//! Campaign metrics and the reporting queries built on orders.

use axum::http::StatusCode;
use chrono::{Duration, Utc};
use serde_json::{Value, json};

use webshop_crm_core::UserRole;
use webshop_crm_integration_tests::TestApp;

fn metrics(date: &str, impressions: i64, clicks: i64, spent: f64, revenue: f64) -> Value {
    json!({
        "date": date,
        "impressions": impressions,
        "clicks": clicks,
        "spent": spent,
        "conversions": 2,
        "revenue": revenue,
    })
}

#[tokio::test]
async fn test_metrics_upsert_recomputes_campaign_totals() {
    let app = TestApp::new().await;
    let manager = app.staff_token(UserRole::Manager).await;
    let staff = app.staff_token(UserRole::User).await;

    let (status, body) = app
        .post(
            "/api/advertising/campaigns",
            Some(&manager),
            json!({ "name": "Najaarsactie", "platform": "google", "budget": 500 }),
        )
        .await;
    assert_eq!(status, StatusCode::CREATED, "{body}");
    let id = body["campaign_id"].as_i64().unwrap();
    let uri = format!("/api/advertising/campaigns/{id}/metrics");

    let (status, _) = app
        .post(&uri, Some(&staff), metrics("2026-09-01", 1000, 50, 25.0, 80.0))
        .await;
    assert_eq!(status, StatusCode::FORBIDDEN);

    for body in [
        metrics("2026-09-01", 1000, 50, 25.0, 80.0),
        metrics("2026-09-02", 400, 10, 5.0, 0.0),
        // Second report for the same day replaces the first
        metrics("2026-09-01", 2000, 100, 40.0, 120.0),
    ] {
        let (status, response) = app.post(&uri, Some(&manager), body).await;
        assert_eq!(status, StatusCode::OK, "{response}");
    }

    let (status, body) = app
        .get(&format!("/api/advertising/campaigns/{id}"), Some(&staff))
        .await;
    assert_eq!(status, StatusCode::OK);
    assert_eq!(body["metrics"].as_array().unwrap().len(), 2);
    assert_eq!(body["impressions"], 2400);
    assert_eq!(body["clicks"], 110);
    assert_eq!(body["conversions"], 4);
    assert_eq!(body["spent"].as_f64(), Some(45.0));
    assert_eq!(body["revenue"].as_f64(), Some(120.0));

    let (status, body) = app
        .post(
            "/api/advertising/campaigns/9999/metrics",
            Some(&manager),
            metrics("2026-09-01", 1, 1, 1.0, 1.0),
        )
        .await;
    assert_eq!(status, StatusCode::NOT_FOUND);
    assert_eq!(body["error"], "Campaign not found");

    let (status, body) = app
        .post(&uri, Some(&manager), metrics("2026-09-03", -1, 0, 1.0, 1.0))
        .await;
    assert_eq!(status, StatusCode::BAD_REQUEST);
    assert_eq!(body["errors"][0]["field"], "impressions");
}

async fn customer(app: &TestApp, token: &str, email: &str) -> i64 {
    let (status, body) = app
        .post(
            "/api/customers",
            Some(token),
            json!({ "email": email, "first_name": "Sanne", "last_name": "Visser" }),
        )
        .await;
    assert_eq!(status, StatusCode::CREATED, "{body}");
    body["customer"]["id"].as_i64().unwrap()
}

async fn order(
    app: &TestApp,
    token: &str,
    customer_id: i64,
    number: &str,
    amount: f64,
    days_ago: i64,
) {
    let order_date = (Utc::now() - Duration::days(days_ago)).naive_utc();
    let (status, body) = app
        .post(
            "/api/orders",
            Some(token),
            json!({
                "customer_id": customer_id,
                "order_number": number,
                "total_amount": amount,
                "order_date": order_date,
                "items": [{ "product_name": "Regenjas", "quantity": 1, "unit_price": amount }],
            }),
        )
        .await;
    assert_eq!(status, StatusCode::CREATED, "{body}");
}

fn segment<'a>(segments: &'a Value, name: &str) -> &'a Value {
    segments
        .as_array()
        .unwrap()
        .iter()
        .find(|s| s["segment"] == name)
        .unwrap_or_else(|| panic!("segment {name} missing in {segments}"))
}

#[tokio::test]
async fn test_sales_lifetime_value_and_retention() {
    let app = TestApp::new().await;
    let staff = app.staff_token(UserRole::User).await;

    let loyal = customer(&app, &staff, "trouw@example.nl").await;
    let once = customer(&app, &staff, "eenmalig@example.nl").await;
    customer(&app, &staff, "nooit@example.nl").await;

    order(&app, &staff, loyal, "WS-100", 100.0, 2).await;
    order(&app, &staff, loyal, "WS-101", 50.0, 2).await;
    order(&app, &staff, once, "WS-102", 30.0, 5).await;
    // Outside a 30 day window
    order(&app, &staff, once, "WS-OLD", 10.0, 90).await;

    let (status, body) = app
        .get("/api/analytics/sales-over-time?period=30&interval=day", Some(&staff))
        .await;
    assert_eq!(status, StatusCode::OK, "{body}");
    assert_eq!(body["interval"], "day");
    let data = body["data"].as_array().unwrap();
    assert_eq!(data.len(), 2);
    let two_days_ago = (Utc::now() - Duration::days(2)).format("%Y-%m-%d").to_string();
    let bucket = data.iter().find(|p| p["period"] == two_days_ago.as_str()).unwrap();
    assert_eq!(bucket["orders"], 2);
    assert_eq!(bucket["revenue"].as_f64(), Some(150.0));
    assert_eq!(bucket["avg_order_value"].as_f64(), Some(75.0));

    let (_, body) = app
        .get("/api/analytics/sales-over-time?period=365&interval=month", Some(&staff))
        .await;
    let total: i64 = body["data"]
        .as_array()
        .unwrap()
        .iter()
        .map(|p| p["orders"].as_i64().unwrap())
        .sum();
    assert_eq!(total, 4);

    let (status, body) = app.get("/api/analytics/customers", Some(&staff)).await;
    assert_eq!(status, StatusCode::OK);
    let segments = &body["lifetime_value_segments"];
    assert_eq!(segment(segments, "No purchases")["customers"], 1);
    assert_eq!(segment(segments, "€0 - €100")["customers"], 1);
    let big = segment(segments, "€100 - €250");
    assert_eq!(big["customers"], 1);
    assert_eq!(big["total_revenue"].as_f64(), Some(150.0));

    let (status, body) = app.get("/api/analytics/retention", Some(&staff)).await;
    assert_eq!(status, StatusCode::OK);
    // Both ordering customers have two orders, the one without orders is left out
    assert_eq!(segment(&body["segments"], "2 orders")["customers"], 2);
    assert_eq!(body["repeat_purchase_rate"]["total_customers"], 2);
    assert_eq!(body["repeat_purchase_rate"]["repeat_customers"], 2);
    assert_eq!(body["repeat_purchase_rate"]["repeat_rate"].as_f64(), Some(100.0));
}

#[tokio::test]
async fn test_analytics_requires_staff() {
    let app = TestApp::new().await;
    let (status, _) = app.get("/api/analytics/retention", None).await;
    assert_eq!(status, StatusCode::UNAUTHORIZED);

    let (_, customer) = app.customer_login().await;
    let (status, _) = app.get("/api/analytics/dashboard", Some(&customer)).await;
    assert_eq!(status, StatusCode::UNAUTHORIZED);
}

════════

Work to complete:
Whenever the string "campaigns" shows up in a line of the entries, copy that line.

Result of the exercise:
            "/api/advertising/campaigns",
    let uri = format!("/api/advertising/campaigns/{id}/metrics");
        .get(&format!("/api/advertising/campaigns/{id}"), Some(&staff))
            "/api/advertising/campaigns/9999/metrics",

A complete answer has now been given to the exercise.